Collection entries:
================
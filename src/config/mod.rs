//! Configuration loading and validation for the dashboard.
//!
//! Uses serde_yaml to load YAML configuration files. Optional sections fall
//! back to sensible defaults so a minimal config only needs the app block and
//! the analytics base URL.

mod analytics;
mod app;
mod duration;
mod error;
mod polling;

pub use analytics::AnalyticsConfig;
pub use app::AppConfig;
pub use error::ConfigError;
pub use polling::PollingConfig;

use serde::Deserialize;
use std::fs;

/// Root configuration structure for the dashboard.
///
/// Required sections: app, analytics. Optional: polling.
#[derive(Debug, Clone, Deserialize)]
pub struct Config {
    /// Application-level settings like name and environment.
    pub app: AppConfig,
    /// Analytics backend connection settings.
    pub analytics: AnalyticsConfig,
    /// Snapshot refresh cadence (optional).
    #[serde(default)]
    pub polling: PollingConfig,
}

impl Config {
    /// Load configuration from a YAML file at the given path.
    ///
    /// First loads environment variables from `.env` (if present), then
    /// parses and validates the YAML config.
    pub fn load(path: &str) -> Result<Self, ConfigError> {
        // Load .env file if it exists (ignore error if not found)
        dotenvy::dotenv().ok();

        let content = fs::read_to_string(path)?;
        let mut config: Config = serde_yaml::from_str(&content)?;

        config.normalize();
        config.validate()?;

        Ok(config)
    }

    /// Normalizes loaded values before validation.
    fn normalize(&mut self) {
        while self.analytics.base_url.ends_with('/') {
            self.analytics.base_url.pop();
        }
    }

    /// Validate the configuration.
    fn validate(&self) -> Result<(), ConfigError> {
        if self.app.name.is_empty() {
            return Err(ConfigError::Validation("app.name is required".into()));
        }

        if self.analytics.base_url.is_empty() {
            return Err(ConfigError::Validation(
                "analytics.base_url is required".into(),
            ));
        }

        if self.analytics.request_timeout.is_zero() {
            return Err(ConfigError::Validation(
                "analytics.request_timeout must be positive".into(),
            ));
        }

        if self.polling.interval.is_zero() {
            return Err(ConfigError::Validation(
                "polling.interval must be positive".into(),
            ));
        }

        Ok(())
    }
}
//! Risk and position-sizing engine.
//!
//! Pure arithmetic over the trader's strategy inputs; no I/O. The dashboard
//! re-invokes [`assess`] synchronously on every change to capital, target,
//! trade count, or timeframe.

use crate::domain::{DangerLevel, RiskAssessment, StrategyConfig};
use rust_decimal::Decimal;
use rust_decimal::prelude::ToPrimitive;

/// Leverage bounds offered by the exchange.
const MIN_LEVERAGE: i64 = 1;
const MAX_LEVERAGE: i64 = 125;

/// Converts strategy inputs into a leverage recommendation and danger tier.
///
/// Deterministic and total for valid input: `trade_count` is clamped to at
/// least 1 before any division, while a non-positive `capital` is undefined
/// here and must be rejected by the caller (the dashboard setters do).
pub fn assess(config: &StrategyConfig) -> RiskAssessment {
    let trades = Decimal::from(config.trade_count.max(1));
    let size_per_trade = config.capital / trades;
    let required_profit_per_trade = config.target / trades;
    let required_roi_percent = required_profit_per_trade / size_per_trade * Decimal::ONE_HUNDRED;

    let expected_move_percent = config.timeframe.expected_move_percent();
    let raw_leverage = (required_roi_percent / expected_move_percent).ceil();
    let recommended_leverage = raw_leverage
        .to_i64()
        .unwrap_or(i64::MAX)
        .clamp(MIN_LEVERAGE, MAX_LEVERAGE) as u32;

    let position_size = size_per_trade * Decimal::from(recommended_leverage);
    // Risk budget: a position may consume at most 2% of total capital.
    let risk_amount = config.capital * Decimal::new(2, 2);
    let safe_buffer_percent = risk_amount / position_size * Decimal::ONE_HUNDRED;

    RiskAssessment {
        recommended_leverage,
        entry_size: size_per_trade,
        safe_buffer_percent,
        danger_level: classify(recommended_leverage, safe_buffer_percent),
    }
}

/// Tiered danger classification. CRITICAL takes precedence over WARNING.
fn classify(leverage: u32, safe_buffer_percent: Decimal) -> DangerLevel {
    if leverage >= 50 || safe_buffer_percent < Decimal::new(3, 1) {
        DangerLevel::Critical
    } else if leverage >= 20 || safe_buffer_percent < Decimal::new(8, 1) {
        DangerLevel::Warning
    } else {
        DangerLevel::Safe
    }
}

#[cfg(test)]
mod tests;
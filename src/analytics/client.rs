//! HTTP client for the analytics backend.

use super::{AnalyticsError, AnalyticsFeed, Result};
use crate::config::AnalyticsConfig;
use crate::domain::{
    IndicatorSample, MarketSummary, PathMatrix, Timeframe, TradeLogEntry, VolatilityReport,
};
use async_trait::async_trait;
use reqwest::Client as HttpClient;
use serde::de::DeserializeOwned;
use std::time::Duration;
use tracing::debug;

/// Default per-request timeout.
const REQUEST_TIMEOUT: Duration = Duration::from_secs(10);

/// Configuration for creating a new AnalyticsClient.
pub struct ClientConfig {
    /// Base URL without a trailing slash.
    pub base_url: String,
    pub request_timeout: Duration,
}

impl ClientConfig {
    pub fn new(base_url: String) -> Self {
        Self {
            base_url,
            request_timeout: REQUEST_TIMEOUT,
        }
    }
}

/// HTTP client for the read-only analytics endpoints.
pub struct AnalyticsClient {
    config: ClientConfig,
    http_client: HttpClient,
}

impl AnalyticsClient {
    /// Creates a new analytics client.
    pub fn new(config: ClientConfig) -> Result<Self> {
        let http_client = HttpClient::builder()
            .timeout(config.request_timeout)
            .build()?;

        Ok(Self {
            config,
            http_client,
        })
    }

    /// Creates a new analytics client from the app configuration.
    pub fn from_config(cfg: &AnalyticsConfig) -> Result<Self> {
        let mut config = ClientConfig::new(cfg.base_url.clone());
        config.request_timeout = cfg.request_timeout;
        Self::new(config)
    }

    /// Sends a GET request and decodes the JSON response body.
    async fn get_json<T: DeserializeOwned>(
        &self,
        endpoint: &str,
        tf: Option<Timeframe>,
    ) -> Result<T> {
        let mut url = format!("{}{}", self.config.base_url, endpoint);
        if let Some(tf) = tf {
            url.push_str("?tf=");
            url.push_str(tf.as_str());
        }

        debug!(endpoint = %endpoint, tf = ?tf, "sending request");

        let response = self.http_client.get(&url).send().await?;
        let status = response.status();
        let body = response.bytes().await?;

        if !status.is_success() {
            return Err(AnalyticsError::Api {
                status: status.as_u16(),
                body: String::from_utf8_lossy(&body).into_owned(),
            });
        }

        Ok(serde_json::from_slice(&body)?)
    }
}

#[async_trait]
impl AnalyticsFeed for AnalyticsClient {
    async fn market_summary(&self, tf: Timeframe) -> Result<MarketSummary> {
        self.get_json("/market-data", Some(tf)).await
    }

    async fn simulation_paths(&self, tf: Timeframe) -> Result<PathMatrix> {
        self.get_json("/simulation-paths", Some(tf)).await
    }

    async fn trade_logs(&self) -> Result<Vec<TradeLogEntry>> {
        self.get_json("/trade-logs", None).await
    }

    async fn volatility_analysis(&self) -> Result<VolatilityReport> {
        self.get_json("/volatility-analysis", None).await
    }

    async fn technical_indicators(&self, tf: Timeframe) -> Result<Vec<IndicatorSample>> {
        self.get_json("/technical-indicators", Some(tf)).await
    }
}
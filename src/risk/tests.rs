//! Tests for the risk planner.

use super::*;
use crate::domain::Timeframe;

fn config(capital: i64, target: i64, trades: u32, timeframe: Timeframe) -> StrategyConfig {
    StrategyConfig {
        capital: Decimal::from(capital),
        target: Decimal::from(target),
        trade_count: trades,
        timeframe,
        ..StrategyConfig::default()
    }
}

// ==================== Boundary vectors ====================

#[test]
fn test_baseline_day_trade_is_safe() {
    // size=200, roi=5%, move=0.5% -> 10x; buffer = 20/2000*100 = 1%
    let a = assess(&config(1000, 50, 5, Timeframe::M15));
    assert_eq!(a.recommended_leverage, 10);
    assert_eq!(a.entry_size, Decimal::from(200));
    assert_eq!(a.safe_buffer_percent, Decimal::ONE);
    assert_eq!(a.danger_level, DangerLevel::Safe);
}

#[test]
fn test_aggressive_scalp_clamps_to_max_leverage() {
    // roi=50%, move=0.15% -> ceil(333.33)=334, clamped to 125
    let a = assess(&config(1000, 500, 5, Timeframe::M3));
    assert_eq!(a.recommended_leverage, 125);
    assert_eq!(a.danger_level, DangerLevel::Critical);
}

#[test]
fn test_zero_target_floors_at_min_leverage() {
    let a = assess(&config(1000, 0, 5, Timeframe::M15));
    assert_eq!(a.recommended_leverage, 1);
    assert_eq!(a.danger_level, DangerLevel::Safe);
}

// ==================== Classification tiers ====================

#[test]
fn test_leverage_20_is_warning() {
    // roi=10%, move=0.5% -> exactly 20x
    let a = assess(&config(1000, 100, 5, Timeframe::M15));
    assert_eq!(a.recommended_leverage, 20);
    assert_eq!(a.danger_level, DangerLevel::Warning);
}

#[test]
fn test_thin_buffer_is_warning_even_at_low_leverage() {
    // roi=6.5%, move=0.5% -> 13x; buffer = 10/13 ~ 0.77% < 0.8%
    let a = assess(&config(1000, 65, 5, Timeframe::M15));
    assert_eq!(a.recommended_leverage, 13);
    assert_eq!(a.danger_level, DangerLevel::Warning);
}

#[test]
fn test_leverage_50_is_critical_not_warning() {
    // roi=25%, move=0.5% -> exactly 50x; CRITICAL takes precedence
    let a = assess(&config(1000, 250, 5, Timeframe::M15));
    assert_eq!(a.recommended_leverage, 50);
    assert_eq!(a.danger_level, DangerLevel::Critical);
}

#[test]
fn test_slower_timeframe_lowers_leverage() {
    let m15 = assess(&config(1000, 50, 5, Timeframe::M15));
    let h4 = assess(&config(1000, 50, 5, Timeframe::H4));
    assert!(h4.recommended_leverage < m15.recommended_leverage);
}

// ==================== Properties ====================

#[test]
fn test_leverage_always_within_exchange_bounds() {
    let timeframes = [
        Timeframe::M3,
        Timeframe::M5,
        Timeframe::M15,
        Timeframe::H1,
        Timeframe::H4,
    ];
    for tf in timeframes {
        for target in [0, 1, 50, 500, 100_000] {
            for trades in [1, 5, 20] {
                let a = assess(&config(1000, target, trades, tf));
                assert!(
                    (1..=125).contains(&a.recommended_leverage),
                    "leverage {} out of bounds for target={} trades={} tf={}",
                    a.recommended_leverage,
                    target,
                    trades,
                    tf
                );
            }
        }
    }
}

#[test]
fn test_assess_is_idempotent() {
    let cfg = config(2500, 120, 8, Timeframe::H1);
    assert_eq!(assess(&cfg), assess(&cfg));
}

#[test]
fn test_zero_trades_clamped_to_one() {
    let a = assess(&config(1000, 50, 0, Timeframe::M15));
    let b = assess(&config(1000, 50, 1, Timeframe::M15));
    assert_eq!(a, b);
}
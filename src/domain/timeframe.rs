//! Candle timeframes supported by the analytics service.

use rust_decimal::Decimal;
use serde::{Deserialize, Serialize};
use std::fmt;

/// Candle bucket duration used to parameterize analytics queries.
///
/// The wire form matches the backend's `tf` query parameter ("3m", "15m", ...).
#[derive(Debug, Clone, Copy, PartialEq, Eq, Hash, Default, Serialize, Deserialize)]
pub enum Timeframe {
    #[serde(rename = "3m")]
    M3,
    #[serde(rename = "5m")]
    M5,
    #[default]
    #[serde(rename = "15m")]
    M15,
    #[serde(rename = "1h")]
    H1,
    #[serde(rename = "4h")]
    H4,
}

impl Timeframe {
    /// Query-string form used by the analytics endpoints.
    pub fn as_str(&self) -> &'static str {
        match self {
            Timeframe::M3 => "3m",
            Timeframe::M5 => "5m",
            Timeframe::M15 => "15m",
            Timeframe::H1 => "1h",
            Timeframe::H4 => "4h",
        }
    }

    /// Expected adverse price move for one candle of this timeframe, in percent.
    ///
    /// Fixed volatility profile used by the risk planner as a divisor; not
    /// user-editable.
    pub fn expected_move_percent(&self) -> Decimal {
        match self {
            Timeframe::M3 => Decimal::new(15, 2),  // 0.15
            Timeframe::M5 => Decimal::new(25, 2),  // 0.25
            Timeframe::M15 => Decimal::new(5, 1),  // 0.5
            Timeframe::H1 => Decimal::new(8, 1),   // 0.8
            Timeframe::H4 => Decimal::new(15, 1),  // 1.5
        }
    }
}

impl fmt::Display for Timeframe {
    fn fmt(&self, f: &mut fmt::Formatter<'_>) -> fmt::Result {
        f.write_str(self.as_str())
    }
}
================
■ **Your task**
Starting at the line above that holds "use async_trait::async_trait;" and ending at the line that holds "pub fn new(base_url: String)", transcribe each line exactly and include no other lines.

■ **Result for this exercise**
use async_trait::async_trait;
use reqwest::Client as HttpClient;
use serde::de::DeserializeOwned;
use std::time::Duration;
use tracing::debug;

/// Default per-request timeout.
const REQUEST_TIMEOUT: Duration = Duration::from_secs(10);

/// Configuration for creating a new AnalyticsClient.
pub struct ClientConfig {
    /// Base URL without a trailing slash.
    pub base_url: String,
    pub request_timeout: Duration,
}

impl ClientConfig {
    pub fn new(base_url: String) -> Self {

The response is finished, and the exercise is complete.